(Saved entries)
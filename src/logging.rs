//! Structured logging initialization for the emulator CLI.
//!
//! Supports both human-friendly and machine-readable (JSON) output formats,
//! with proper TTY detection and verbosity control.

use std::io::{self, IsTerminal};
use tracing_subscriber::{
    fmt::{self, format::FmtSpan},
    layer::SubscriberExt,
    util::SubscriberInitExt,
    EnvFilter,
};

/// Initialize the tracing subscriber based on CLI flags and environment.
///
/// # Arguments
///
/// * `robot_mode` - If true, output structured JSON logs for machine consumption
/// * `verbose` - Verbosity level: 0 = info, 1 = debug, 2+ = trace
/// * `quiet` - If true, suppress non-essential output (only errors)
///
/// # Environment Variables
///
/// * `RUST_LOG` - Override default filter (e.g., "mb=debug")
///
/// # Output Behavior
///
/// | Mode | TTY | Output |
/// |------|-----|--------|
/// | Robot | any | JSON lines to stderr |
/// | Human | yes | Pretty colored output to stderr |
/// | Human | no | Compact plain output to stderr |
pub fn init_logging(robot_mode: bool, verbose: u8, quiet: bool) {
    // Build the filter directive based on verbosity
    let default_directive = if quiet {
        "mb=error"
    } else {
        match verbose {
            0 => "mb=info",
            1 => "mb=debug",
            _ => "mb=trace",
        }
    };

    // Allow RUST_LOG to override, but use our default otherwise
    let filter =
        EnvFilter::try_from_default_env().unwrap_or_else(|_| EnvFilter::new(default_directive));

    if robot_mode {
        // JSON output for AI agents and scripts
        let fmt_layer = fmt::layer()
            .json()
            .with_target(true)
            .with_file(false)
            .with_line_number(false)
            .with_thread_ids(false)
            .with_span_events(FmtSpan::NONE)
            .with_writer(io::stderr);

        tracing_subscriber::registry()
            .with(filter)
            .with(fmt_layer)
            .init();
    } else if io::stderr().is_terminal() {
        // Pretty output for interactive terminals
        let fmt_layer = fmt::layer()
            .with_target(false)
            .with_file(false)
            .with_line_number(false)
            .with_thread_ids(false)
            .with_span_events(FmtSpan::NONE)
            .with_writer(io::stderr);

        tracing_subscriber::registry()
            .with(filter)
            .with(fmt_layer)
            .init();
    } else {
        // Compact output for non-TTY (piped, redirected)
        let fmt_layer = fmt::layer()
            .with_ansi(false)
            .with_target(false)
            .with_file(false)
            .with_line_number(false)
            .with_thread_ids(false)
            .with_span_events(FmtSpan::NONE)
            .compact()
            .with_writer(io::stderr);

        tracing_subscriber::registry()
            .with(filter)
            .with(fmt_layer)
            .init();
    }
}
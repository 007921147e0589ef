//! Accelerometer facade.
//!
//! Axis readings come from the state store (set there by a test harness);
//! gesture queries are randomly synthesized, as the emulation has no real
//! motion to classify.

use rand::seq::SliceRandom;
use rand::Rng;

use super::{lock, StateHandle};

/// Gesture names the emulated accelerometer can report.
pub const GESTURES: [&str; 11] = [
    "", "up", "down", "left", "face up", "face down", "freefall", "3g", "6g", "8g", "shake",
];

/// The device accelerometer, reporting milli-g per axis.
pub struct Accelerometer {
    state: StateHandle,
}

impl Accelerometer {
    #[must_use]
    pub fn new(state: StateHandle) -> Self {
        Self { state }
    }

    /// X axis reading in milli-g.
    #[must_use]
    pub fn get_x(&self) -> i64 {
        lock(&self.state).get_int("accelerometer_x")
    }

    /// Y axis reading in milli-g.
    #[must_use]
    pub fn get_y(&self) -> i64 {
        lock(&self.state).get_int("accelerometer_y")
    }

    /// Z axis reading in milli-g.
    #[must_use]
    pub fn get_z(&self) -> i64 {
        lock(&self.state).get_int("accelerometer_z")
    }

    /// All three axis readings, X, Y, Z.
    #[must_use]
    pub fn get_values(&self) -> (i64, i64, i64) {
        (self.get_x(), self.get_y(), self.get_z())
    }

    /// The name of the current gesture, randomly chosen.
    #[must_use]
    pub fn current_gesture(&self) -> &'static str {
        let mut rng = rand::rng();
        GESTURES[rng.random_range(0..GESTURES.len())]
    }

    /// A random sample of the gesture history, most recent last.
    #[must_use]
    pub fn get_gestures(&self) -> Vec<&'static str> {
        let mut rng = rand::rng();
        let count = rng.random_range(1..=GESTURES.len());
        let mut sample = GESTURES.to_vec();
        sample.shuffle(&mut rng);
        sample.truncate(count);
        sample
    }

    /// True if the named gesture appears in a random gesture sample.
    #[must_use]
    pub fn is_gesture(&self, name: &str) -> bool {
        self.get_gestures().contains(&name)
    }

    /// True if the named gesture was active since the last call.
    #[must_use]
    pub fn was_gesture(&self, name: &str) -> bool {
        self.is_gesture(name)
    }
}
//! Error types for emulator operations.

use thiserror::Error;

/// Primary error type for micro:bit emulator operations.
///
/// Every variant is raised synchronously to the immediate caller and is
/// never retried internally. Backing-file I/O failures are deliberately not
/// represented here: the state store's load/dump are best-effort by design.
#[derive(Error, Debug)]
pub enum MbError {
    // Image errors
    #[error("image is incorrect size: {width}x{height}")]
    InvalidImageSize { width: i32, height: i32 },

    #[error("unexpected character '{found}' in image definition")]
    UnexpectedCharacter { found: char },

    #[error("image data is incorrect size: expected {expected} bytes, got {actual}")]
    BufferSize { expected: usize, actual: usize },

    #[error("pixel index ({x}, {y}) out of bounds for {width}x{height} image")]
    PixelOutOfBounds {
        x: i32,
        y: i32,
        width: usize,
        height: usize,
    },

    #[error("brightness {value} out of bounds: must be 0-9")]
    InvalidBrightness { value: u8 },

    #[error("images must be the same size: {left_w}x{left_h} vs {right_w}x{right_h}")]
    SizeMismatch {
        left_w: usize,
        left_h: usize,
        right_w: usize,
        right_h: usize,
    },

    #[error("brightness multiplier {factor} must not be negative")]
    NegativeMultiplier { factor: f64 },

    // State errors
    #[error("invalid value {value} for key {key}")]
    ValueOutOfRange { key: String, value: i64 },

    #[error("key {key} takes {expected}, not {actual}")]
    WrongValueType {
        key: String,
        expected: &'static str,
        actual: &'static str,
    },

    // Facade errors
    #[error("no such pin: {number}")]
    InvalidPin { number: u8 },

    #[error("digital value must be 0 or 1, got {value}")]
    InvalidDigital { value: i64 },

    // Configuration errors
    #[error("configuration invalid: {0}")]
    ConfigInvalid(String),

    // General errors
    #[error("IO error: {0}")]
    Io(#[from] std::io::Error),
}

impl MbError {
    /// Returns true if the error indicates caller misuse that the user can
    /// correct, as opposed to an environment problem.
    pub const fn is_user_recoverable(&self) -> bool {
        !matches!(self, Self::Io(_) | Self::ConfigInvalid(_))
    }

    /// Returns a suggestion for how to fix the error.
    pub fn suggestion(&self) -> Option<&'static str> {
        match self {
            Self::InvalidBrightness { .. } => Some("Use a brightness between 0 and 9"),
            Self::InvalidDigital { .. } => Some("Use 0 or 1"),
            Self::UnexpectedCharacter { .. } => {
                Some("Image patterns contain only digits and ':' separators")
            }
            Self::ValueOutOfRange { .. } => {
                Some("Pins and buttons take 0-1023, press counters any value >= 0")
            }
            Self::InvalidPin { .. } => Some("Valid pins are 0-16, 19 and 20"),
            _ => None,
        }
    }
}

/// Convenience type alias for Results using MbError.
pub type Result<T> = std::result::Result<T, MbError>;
--
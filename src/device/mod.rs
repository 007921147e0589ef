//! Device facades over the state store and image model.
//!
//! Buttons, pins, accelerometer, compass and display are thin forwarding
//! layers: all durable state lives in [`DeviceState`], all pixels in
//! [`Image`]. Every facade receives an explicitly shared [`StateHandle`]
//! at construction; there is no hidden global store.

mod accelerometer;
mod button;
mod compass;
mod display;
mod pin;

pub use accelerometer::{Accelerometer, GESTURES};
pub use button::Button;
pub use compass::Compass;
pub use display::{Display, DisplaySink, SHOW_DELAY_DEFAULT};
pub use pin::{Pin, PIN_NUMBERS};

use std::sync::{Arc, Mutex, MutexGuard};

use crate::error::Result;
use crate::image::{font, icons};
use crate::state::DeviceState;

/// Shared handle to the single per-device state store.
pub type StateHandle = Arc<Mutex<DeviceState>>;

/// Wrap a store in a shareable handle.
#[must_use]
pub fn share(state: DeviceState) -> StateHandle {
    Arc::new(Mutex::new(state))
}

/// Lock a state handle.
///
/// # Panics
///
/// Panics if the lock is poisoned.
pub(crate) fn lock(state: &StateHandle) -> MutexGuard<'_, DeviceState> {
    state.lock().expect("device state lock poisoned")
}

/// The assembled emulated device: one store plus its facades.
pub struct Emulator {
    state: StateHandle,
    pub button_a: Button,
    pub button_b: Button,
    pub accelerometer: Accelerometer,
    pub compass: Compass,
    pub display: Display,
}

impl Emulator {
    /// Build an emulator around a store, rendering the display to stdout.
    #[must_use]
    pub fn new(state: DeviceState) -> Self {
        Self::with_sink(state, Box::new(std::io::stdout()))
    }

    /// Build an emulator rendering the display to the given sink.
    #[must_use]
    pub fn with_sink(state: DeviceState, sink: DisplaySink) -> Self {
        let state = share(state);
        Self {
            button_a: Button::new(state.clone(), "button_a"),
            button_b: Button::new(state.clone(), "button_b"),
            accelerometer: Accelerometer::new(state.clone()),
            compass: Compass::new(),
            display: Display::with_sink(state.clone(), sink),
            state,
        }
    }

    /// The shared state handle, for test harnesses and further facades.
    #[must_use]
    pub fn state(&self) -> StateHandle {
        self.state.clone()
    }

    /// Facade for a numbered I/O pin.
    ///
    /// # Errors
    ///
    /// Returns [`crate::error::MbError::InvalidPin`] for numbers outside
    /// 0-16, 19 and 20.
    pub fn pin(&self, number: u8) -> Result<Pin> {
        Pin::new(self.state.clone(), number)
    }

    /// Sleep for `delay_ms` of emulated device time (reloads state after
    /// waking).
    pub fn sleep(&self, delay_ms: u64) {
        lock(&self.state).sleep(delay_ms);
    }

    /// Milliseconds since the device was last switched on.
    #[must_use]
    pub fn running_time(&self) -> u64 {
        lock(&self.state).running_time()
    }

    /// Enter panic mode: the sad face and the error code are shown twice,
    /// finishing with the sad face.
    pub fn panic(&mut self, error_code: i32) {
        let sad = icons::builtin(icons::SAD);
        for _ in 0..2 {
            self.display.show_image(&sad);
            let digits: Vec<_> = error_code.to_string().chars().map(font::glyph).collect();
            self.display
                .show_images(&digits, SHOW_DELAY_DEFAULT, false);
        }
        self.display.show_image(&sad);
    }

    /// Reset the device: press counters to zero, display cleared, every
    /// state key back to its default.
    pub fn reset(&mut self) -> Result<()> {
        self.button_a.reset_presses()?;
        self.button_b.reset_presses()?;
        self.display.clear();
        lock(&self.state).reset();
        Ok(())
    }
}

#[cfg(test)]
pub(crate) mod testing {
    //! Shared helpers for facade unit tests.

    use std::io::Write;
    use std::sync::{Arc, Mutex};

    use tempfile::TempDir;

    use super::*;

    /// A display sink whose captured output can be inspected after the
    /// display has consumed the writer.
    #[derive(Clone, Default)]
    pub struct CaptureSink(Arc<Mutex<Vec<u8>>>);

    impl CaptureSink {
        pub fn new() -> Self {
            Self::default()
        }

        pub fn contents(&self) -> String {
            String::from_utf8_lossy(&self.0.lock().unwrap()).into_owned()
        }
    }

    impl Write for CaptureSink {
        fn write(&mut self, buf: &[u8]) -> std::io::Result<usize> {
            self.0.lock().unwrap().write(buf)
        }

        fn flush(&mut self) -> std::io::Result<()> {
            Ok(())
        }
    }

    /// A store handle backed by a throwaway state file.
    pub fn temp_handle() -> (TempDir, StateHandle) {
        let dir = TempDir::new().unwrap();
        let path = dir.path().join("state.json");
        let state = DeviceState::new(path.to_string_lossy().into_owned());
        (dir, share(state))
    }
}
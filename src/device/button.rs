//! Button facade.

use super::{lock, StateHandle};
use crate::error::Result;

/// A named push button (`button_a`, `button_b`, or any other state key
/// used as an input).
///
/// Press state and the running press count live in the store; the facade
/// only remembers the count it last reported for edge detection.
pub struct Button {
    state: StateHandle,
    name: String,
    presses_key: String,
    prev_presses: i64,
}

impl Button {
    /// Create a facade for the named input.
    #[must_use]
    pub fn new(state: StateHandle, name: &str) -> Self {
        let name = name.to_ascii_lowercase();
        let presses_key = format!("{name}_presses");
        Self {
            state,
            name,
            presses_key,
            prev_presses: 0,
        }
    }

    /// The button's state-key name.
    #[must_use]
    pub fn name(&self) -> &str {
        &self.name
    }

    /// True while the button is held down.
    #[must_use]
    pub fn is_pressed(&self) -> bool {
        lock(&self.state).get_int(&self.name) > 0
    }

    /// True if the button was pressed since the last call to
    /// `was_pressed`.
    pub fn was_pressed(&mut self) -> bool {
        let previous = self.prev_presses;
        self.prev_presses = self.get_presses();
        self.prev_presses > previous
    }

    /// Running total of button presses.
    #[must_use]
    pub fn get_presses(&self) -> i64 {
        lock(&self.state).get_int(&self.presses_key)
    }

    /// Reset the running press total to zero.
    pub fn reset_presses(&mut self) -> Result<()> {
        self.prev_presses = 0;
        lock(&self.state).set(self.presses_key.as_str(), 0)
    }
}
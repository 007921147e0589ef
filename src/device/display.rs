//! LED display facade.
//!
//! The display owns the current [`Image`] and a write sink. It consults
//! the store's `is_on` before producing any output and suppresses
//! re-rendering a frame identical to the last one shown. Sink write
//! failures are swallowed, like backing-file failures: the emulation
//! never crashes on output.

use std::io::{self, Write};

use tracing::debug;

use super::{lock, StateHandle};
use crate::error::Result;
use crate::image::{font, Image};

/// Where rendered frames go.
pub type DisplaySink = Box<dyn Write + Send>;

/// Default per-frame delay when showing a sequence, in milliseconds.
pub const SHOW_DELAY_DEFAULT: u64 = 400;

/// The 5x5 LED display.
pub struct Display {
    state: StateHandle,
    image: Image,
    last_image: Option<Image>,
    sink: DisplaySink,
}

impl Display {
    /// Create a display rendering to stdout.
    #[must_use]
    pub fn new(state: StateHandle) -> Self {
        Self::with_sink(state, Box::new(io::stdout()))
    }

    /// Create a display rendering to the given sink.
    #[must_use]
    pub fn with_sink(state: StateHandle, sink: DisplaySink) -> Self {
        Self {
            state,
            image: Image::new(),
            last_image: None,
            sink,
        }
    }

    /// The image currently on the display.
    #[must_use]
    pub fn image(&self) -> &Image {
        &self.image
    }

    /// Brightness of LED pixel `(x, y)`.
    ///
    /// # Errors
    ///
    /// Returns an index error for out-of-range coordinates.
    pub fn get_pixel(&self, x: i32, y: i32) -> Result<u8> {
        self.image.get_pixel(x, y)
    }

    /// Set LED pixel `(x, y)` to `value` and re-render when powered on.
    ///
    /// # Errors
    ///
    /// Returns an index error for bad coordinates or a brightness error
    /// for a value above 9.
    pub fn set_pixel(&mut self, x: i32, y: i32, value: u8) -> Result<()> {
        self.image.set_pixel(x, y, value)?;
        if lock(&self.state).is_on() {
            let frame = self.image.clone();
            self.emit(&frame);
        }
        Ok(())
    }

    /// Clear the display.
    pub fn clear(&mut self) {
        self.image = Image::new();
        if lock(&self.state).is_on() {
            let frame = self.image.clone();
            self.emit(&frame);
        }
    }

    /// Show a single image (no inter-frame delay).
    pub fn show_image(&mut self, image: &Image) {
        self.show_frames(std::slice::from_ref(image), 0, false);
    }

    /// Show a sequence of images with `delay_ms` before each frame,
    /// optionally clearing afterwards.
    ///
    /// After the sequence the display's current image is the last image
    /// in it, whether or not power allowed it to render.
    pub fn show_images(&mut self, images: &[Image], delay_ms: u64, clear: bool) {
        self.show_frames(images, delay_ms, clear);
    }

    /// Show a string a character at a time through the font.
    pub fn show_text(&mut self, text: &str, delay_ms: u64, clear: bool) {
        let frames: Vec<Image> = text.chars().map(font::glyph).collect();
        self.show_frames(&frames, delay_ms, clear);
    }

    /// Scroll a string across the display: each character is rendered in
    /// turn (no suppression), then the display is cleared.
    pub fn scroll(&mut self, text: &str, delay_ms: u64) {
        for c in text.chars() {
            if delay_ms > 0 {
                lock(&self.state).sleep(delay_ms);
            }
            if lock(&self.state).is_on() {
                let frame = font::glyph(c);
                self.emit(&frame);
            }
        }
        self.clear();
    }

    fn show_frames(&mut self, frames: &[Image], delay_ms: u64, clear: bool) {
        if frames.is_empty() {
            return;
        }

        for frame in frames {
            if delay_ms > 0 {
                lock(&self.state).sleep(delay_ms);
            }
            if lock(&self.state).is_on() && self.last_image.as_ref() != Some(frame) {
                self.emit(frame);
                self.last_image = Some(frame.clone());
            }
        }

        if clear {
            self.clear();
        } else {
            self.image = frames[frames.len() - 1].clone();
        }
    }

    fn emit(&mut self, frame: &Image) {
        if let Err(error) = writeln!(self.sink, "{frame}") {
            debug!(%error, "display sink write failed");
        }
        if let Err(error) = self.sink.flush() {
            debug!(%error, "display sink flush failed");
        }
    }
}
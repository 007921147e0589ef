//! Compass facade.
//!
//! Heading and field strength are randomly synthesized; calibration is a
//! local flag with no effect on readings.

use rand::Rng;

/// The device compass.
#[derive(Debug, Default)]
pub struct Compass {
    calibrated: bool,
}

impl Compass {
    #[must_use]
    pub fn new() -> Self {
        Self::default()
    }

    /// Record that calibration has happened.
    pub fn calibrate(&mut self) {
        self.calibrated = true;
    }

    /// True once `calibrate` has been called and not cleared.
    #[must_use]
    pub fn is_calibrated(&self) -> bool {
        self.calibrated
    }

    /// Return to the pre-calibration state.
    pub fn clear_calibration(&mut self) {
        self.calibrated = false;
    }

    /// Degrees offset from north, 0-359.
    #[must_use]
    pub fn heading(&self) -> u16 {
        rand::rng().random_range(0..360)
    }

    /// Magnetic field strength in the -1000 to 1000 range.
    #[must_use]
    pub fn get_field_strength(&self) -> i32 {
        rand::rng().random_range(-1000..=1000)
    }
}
...
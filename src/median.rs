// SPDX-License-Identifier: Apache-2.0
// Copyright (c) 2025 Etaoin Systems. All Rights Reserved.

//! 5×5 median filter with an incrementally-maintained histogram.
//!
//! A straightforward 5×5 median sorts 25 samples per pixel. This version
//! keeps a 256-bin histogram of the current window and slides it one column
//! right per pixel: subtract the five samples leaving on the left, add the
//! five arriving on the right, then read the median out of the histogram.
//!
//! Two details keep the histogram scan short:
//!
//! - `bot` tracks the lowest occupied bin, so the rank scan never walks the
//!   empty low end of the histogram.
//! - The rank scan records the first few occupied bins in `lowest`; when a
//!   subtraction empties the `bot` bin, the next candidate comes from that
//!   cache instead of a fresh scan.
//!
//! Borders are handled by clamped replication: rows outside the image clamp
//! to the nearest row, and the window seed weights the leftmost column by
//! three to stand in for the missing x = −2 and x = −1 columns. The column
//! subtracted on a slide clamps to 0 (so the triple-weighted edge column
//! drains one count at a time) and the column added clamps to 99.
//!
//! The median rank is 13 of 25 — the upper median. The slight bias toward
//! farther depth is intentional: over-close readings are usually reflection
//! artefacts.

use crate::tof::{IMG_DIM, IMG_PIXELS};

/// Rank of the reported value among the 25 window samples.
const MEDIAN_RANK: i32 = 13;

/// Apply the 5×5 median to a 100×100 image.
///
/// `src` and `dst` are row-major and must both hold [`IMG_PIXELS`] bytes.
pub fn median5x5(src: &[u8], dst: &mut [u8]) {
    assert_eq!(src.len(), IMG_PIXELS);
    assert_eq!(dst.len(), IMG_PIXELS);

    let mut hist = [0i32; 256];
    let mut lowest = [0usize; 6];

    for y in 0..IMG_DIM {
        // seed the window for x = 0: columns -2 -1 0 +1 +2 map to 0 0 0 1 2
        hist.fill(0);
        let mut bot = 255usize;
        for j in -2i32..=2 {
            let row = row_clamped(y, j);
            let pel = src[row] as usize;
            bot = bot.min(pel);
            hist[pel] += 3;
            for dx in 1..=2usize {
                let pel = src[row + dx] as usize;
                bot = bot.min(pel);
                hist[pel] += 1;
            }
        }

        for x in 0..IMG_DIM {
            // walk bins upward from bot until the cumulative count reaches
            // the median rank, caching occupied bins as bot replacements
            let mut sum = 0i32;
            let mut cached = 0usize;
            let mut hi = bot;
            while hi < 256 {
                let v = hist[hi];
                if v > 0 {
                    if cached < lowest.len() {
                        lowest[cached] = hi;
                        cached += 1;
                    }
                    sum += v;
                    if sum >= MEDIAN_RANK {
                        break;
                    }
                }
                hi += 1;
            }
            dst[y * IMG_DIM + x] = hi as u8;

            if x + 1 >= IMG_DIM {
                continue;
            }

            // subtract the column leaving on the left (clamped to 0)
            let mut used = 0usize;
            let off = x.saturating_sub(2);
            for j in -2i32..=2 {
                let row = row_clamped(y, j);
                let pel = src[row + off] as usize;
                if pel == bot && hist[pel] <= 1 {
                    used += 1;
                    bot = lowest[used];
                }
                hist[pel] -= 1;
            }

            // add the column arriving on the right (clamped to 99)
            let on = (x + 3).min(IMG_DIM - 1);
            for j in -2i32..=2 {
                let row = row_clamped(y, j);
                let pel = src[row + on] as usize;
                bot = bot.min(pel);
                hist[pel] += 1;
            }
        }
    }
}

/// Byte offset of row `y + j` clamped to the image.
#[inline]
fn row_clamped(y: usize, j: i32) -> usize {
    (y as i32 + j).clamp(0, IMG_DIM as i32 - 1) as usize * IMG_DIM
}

• PROMPT:
Of the entries above, repeat exactly the lines from the line with "gesture, randomly chosen." through the line with "pub fn get_gestures(&self)", both of them included.

• ANSWER TO THIS PROBLEM:
    /// The name of the current gesture, randomly chosen.
    #[must_use]
    pub fn current_gesture(&self) -> &'static str {
        let mut rng = rand::rng();
        GESTURES[rng.random_range(0..GESTURES.len())]
    }

    /// A random sample of the gesture history, most recent last.
    #[must_use]
    pub fn get_gestures(&self) -> Vec<&'static str> {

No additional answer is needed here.